Or, it may be more inclusive such that modifications would be made to
specific inputs to or aspects of the risk assessment using data from a
previous risk assessment, risk burn or comprehensive performance test.
In recognition of this, we have added an additional factor to the list
of factors at Sec. 270.10(l)(1) to indicate that a previously
conducted risk assessment
[[Page 59505]]
would be relevant in evaluating changes in conditions that may lead to
increased risk. The factor reads as follows: ``Adequacy of any
previously conducted risk assessment, given any subsequent changes in
conditions likely to affect risk.'' The following discussion is
intended mainly to address facilities that have not yet conducted an
SSRA (i.e., where it has been determined that one is needed).

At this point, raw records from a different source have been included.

//! FeatForge - automated feature-engineering search for tabular data
//!
//! Given a labeled dataset, a predictive model, and a scoring metric,
//! FeatForge searches a catalog of column-level transformations and
//! assembles an ordered pipeline of transformation specs that improves
//! the cross-validated score.
//!
//! # Modules
//!
//! ## Search engine
//! - [`search`] - evaluator, parameter calculators, feature selection,
//!   and the `auto_transform` orchestrator
//!
//! ## Collaborators
//! - [`transforms`] - the transformation families, their serializable
//!   specs, and column lineage tracking
//! - [`model`] - the model contract, built-in models, scoring metrics
//! - [`anomaly`] - column-level outlier detectors
//! - [`dataset`] - column typing and frame/matrix conversion helpers
//!
//! # Example
//!
//! ```no_run
//! use featforge::prelude::*;
//! use polars::prelude::*;
//!
//! let df = df!(
//!     "age" => &[25.0, 30.0, 35.0, 40.0],
//!     "income" => &[30_000.0, 45_000.0, 60_000.0, 75_000.0],
//! )
//! .unwrap();
//! let y = ndarray::Array1::from_vec(vec![0.0, 0.0, 1.0, 1.0]);
//!
//! let model = DecisionTree::classifier();
//! let pipeline = auto_transform(
//!     &df,
//!     &y,
//!     &model,
//!     Scoring::Accuracy,
//!     Direction::Maximize,
//!     None,
//!     AutoTransformOptions::default(),
//! )
//! .unwrap();
//!
//! for spec in &pipeline {
//!     println!("{}: {}", spec.name, spec.params);
//! }
//! ```

pub mod anomaly;
pub mod dataset;
pub mod error;
pub mod model;
pub mod search;
pub mod transforms;

pub use error::{FeatForgeError, Result};

/// Re-export of the commonly used types.
pub mod prelude {
    pub use crate::error::{FeatForgeError, Result};
    pub use crate::model::{
        DecisionTree, Direction, LinearRegression, LogisticRegression, Model, Scoring,
    };
    pub use crate::search::{
        auto_transform, evaluate_model, AutoTransformOptions, CvStrategy, NoopLogger,
        RecursiveFeatureAddition, SearchContext, SearchLogger, TracingLogger,
    };
    pub use crate::transforms::{Transform, TransformSpec};
}
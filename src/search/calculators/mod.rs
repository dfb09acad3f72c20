//! Per-family parameter calculators
//!
//! One calculator per transformation family. Each consumes the evaluator
//! through [`SearchContext`] and emits at most one transformation spec.
//! Two search disciplines exist and are a correctness contract per
//! family: baseline-gated calculators accept a candidate only when it
//! strictly improves on the no-op score, while best-of-N calculators
//! always pick the best enumerated option. Heuristic calculators
//! (datetime, cyclical, missing indicator, non-linear trigger) never
//! consult the evaluator at all.

mod binning;
mod dimred;
mod encoding;
mod mathops;
mod missing;
mod nonlinear;
mod normalization;
mod outliers;
mod periodic;
mod quantile;
mod scale;
mod selection;
mod spline;

pub use binning::NumericalBinningParamCalculator;
pub use dimred::DimensionalityReductionParamCalculator;
pub use encoding::CategoricalEncodingParamCalculator;
pub use mathops::MathematicalOperationsParamCalculator;
pub use missing::{MissingValuesIndicatorParamCalculator, MissingValuesParamCalculator};
pub use nonlinear::NonLinearTransformationParamCalculator;
pub use normalization::NormalizationParamCalculator;
pub use outliers::OutliersParamCalculator;
pub use periodic::{CyclicalFeaturesTransformerParamCalculator, DateTimeTransformerParamCalculator};
pub use quantile::QuantileTransformationParamCalculator;
pub use scale::ScaleTransformationParamCalculator;
pub use selection::ColumnSelectionParamCalculator;
pub use spline::SplineTransformationParamCalculator;

use crate::error::Result;
use crate::search::SearchContext;
use crate::transforms::TransformSpec;
use ndarray::Array1;
use polars::prelude::DataFrame;

/// Common calculator contract. Idempotent under identical inputs and
/// seeds; never mutates the dataset it receives. `Ok(None)` is the
/// normal "no beneficial transformation" outcome, not an error.
pub trait ParamCalculator {
    fn calculate_best_params(
        &self,
        x: &DataFrame,
        y: &Array1<f64>,
        ctx: &SearchContext,
    ) -> Result<Option<TransformSpec>>;
}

In the proposal we discussed our conclusion that almost all of the
proposed standards for Phase 1 sources were equivalent to or more
stringent than the 1999 final standards, with the exception of the
mercury standard for new and existing LWAKs and the total chlorine
standard for new LWAKs. However, there are additional standards for
Phase 1 sources finalized in today's rulemaking that are less stringent
than the 1999 final standards. In addition to those discussed in the
proposal, the following standards are less stringent than the 1999
final standards: mercury for new cement kilns and semi-volatile metals
for existing cement kilns; dioxin/furan for existing and new LWAKs,
mercury for existing and new LWAKs, and total chlorine for existing and
new LWAKs. Because these standards exceed the levels which were
evaluated in the 1999 national risk assessment, especially with respect
to mercury and dioxin/furan standards for which the national risk
assessment showed high end risks at or near levels of concern, permit
authorities may decide on a case-by-case basis that an SSRA is
appropriate to determine whether the less stringent Replacement
standards are protective. In addition, the comparative analysis results
suggest concern regarding the dioxin/furan standard for LWAKs and thus,
permit authorities may consider site-specific factors in determining
whether the standard is sufficiently protective.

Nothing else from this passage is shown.